### Exercise requirements
Each entry, from beginning to end, is to be transcribed verbatim.

### Records supplied
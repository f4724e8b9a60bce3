mod execute;
mod output;

use std::path::PathBuf;

use clap::Args;

use crate::e2e::Endpoint;
use crate::input::validate_file_exists;

/// Check every API reference of a test function IR
#[derive(Args, Debug)]
#[command(after_help = "\
Examples:
  ir_compiler validate-test -d swagger.json -t case.json
  ir_compiler validate-test -d swagger.json -t case.json \\
      --endpoint 'POST /shoppings/customers/sales'      # Restrict callable endpoints

Without --endpoint, the scenario's own endpoint and dependencies are allowed.")]
pub struct ValidateTestCmd {
    /// Path to the API document JSON
    #[arg(short, long, value_parser = validate_file_exists)]
    pub document: PathBuf,

    /// Path to the test case JSON (scenario and function)
    #[arg(short = 't', long = "function", value_parser = validate_file_exists)]
    pub function: PathBuf,

    /// Endpoint the function may call, as "METHOD /path" (repeatable)
    #[arg(short, long = "endpoint")]
    pub endpoints: Vec<Endpoint>,
}
//! Reading IR and configuration files from disk.

use std::fs;
use std::path::{Path, PathBuf};

use serde::de::DeserializeOwned;
use thiserror::Error;

#[derive(Error, Debug)]
pub enum IrError {
    #[error("Failed to read '{path}': {message}")]
    ReadFailed { path: String, message: String },

    #[error("Failed to parse '{path}': {message}")]
    ParseFailed { path: String, message: String },

    #[error("Schema IR has {count} validation error(s); run validate-schema for details")]
    SchemaInvalid { count: usize },

    #[error("No schema file named '{name}'. Written files: {available}")]
    FileNotWritten { name: String, available: String },
}

/// Read and decode one JSON document.
pub fn read_json<T: DeserializeOwned>(path: &Path) -> Result<T, IrError> {
    let content = fs::read_to_string(path).map_err(|e| IrError::ReadFailed {
        path: path.display().to_string(),
        message: e.to_string(),
    })?;
    serde_json::from_str(&content).map_err(|e| IrError::ParseFailed {
        path: path.display().to_string(),
        message: e.to_string(),
    })
}

/// clap value parser for input files.
pub fn validate_file_exists(s: &str) -> Result<PathBuf, String> {
    let path = PathBuf::from(s);
    if path.exists() {
        Ok(path)
    } else {
        Err(format!("File not found: {}", path.display()))
    }
}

### Output of the exercise
repository f4724e8b9a60bce3
mod execute;
mod output;

use std::path::PathBuf;

use clap::Args;

use crate::e2e::Endpoint;
use crate::input::validate_file_exists;

/// Check every API reference of a test function IR
#[derive(Args, Debug)]
#[command(after_help = "\
Examples:
  ir_compiler validate-test -d swagger.json -t case.json
  ir_compiler validate-test -d swagger.json -t case.json \\
      --endpoint 'POST /shoppings/customers/sales'      # Restrict callable endpoints

Without --endpoint, the scenario's own endpoint and dependencies are allowed.")]
pub struct ValidateTestCmd {
    /// Path to the API document JSON
    #[arg(short, long, value_parser = validate_file_exists)]
    pub document: PathBuf,

    /// Path to the test case JSON (scenario and function)
    #[arg(short = 't', long = "function", value_parser = validate_file_exists)]
    pub function: PathBuf,

    /// Endpoint the function may call, as "METHOD /path" (repeatable)
    #[arg(short, long = "endpoint")]
    pub endpoints: Vec<Endpoint>,
}
//! Reading IR and configuration files from disk.

use std::fs;
use std::path::{Path, PathBuf};

use serde::de::DeserializeOwned;
use thiserror::Error;

#[derive(Error, Debug)]
pub enum IrError {
    #[error("Failed to read '{path}': {message}")]
    ReadFailed { path: String, message: String },

    #[error("Failed to parse '{path}': {message}")]
    ParseFailed { path: String, message: String },

    #[error("Schema IR has {count} validation error(s); run validate-schema for details")]
    SchemaInvalid { count: usize },

    #[error("No schema file named '{name}'. Written files: {available}")]
    FileNotWritten { name: String, available: String },
}

/// Read and decode one JSON document.
pub fn read_json<T: DeserializeOwned>(path: &Path) -> Result<T, IrError> {
    let content = fs::read_to_string(path).map_err(|e| IrError::ReadFailed {
        path: path.display().to_string(),
        message: e.to_string(),
    })?;
    serde_json::from_str(&content).map_err(|e| IrError::ParseFailed {
        path: path.display().to_string(),
        message: e.to_string(),
    })
}

/// clap value parser for input files.
pub fn validate_file_exists(s: &str) -> Result<PathBuf, String> {
    let path = PathBuf::from(s);
    if path.exists() {
        Ok(path)
    } else {
        Err(format!("File not found: {}", path.display()))
    }
}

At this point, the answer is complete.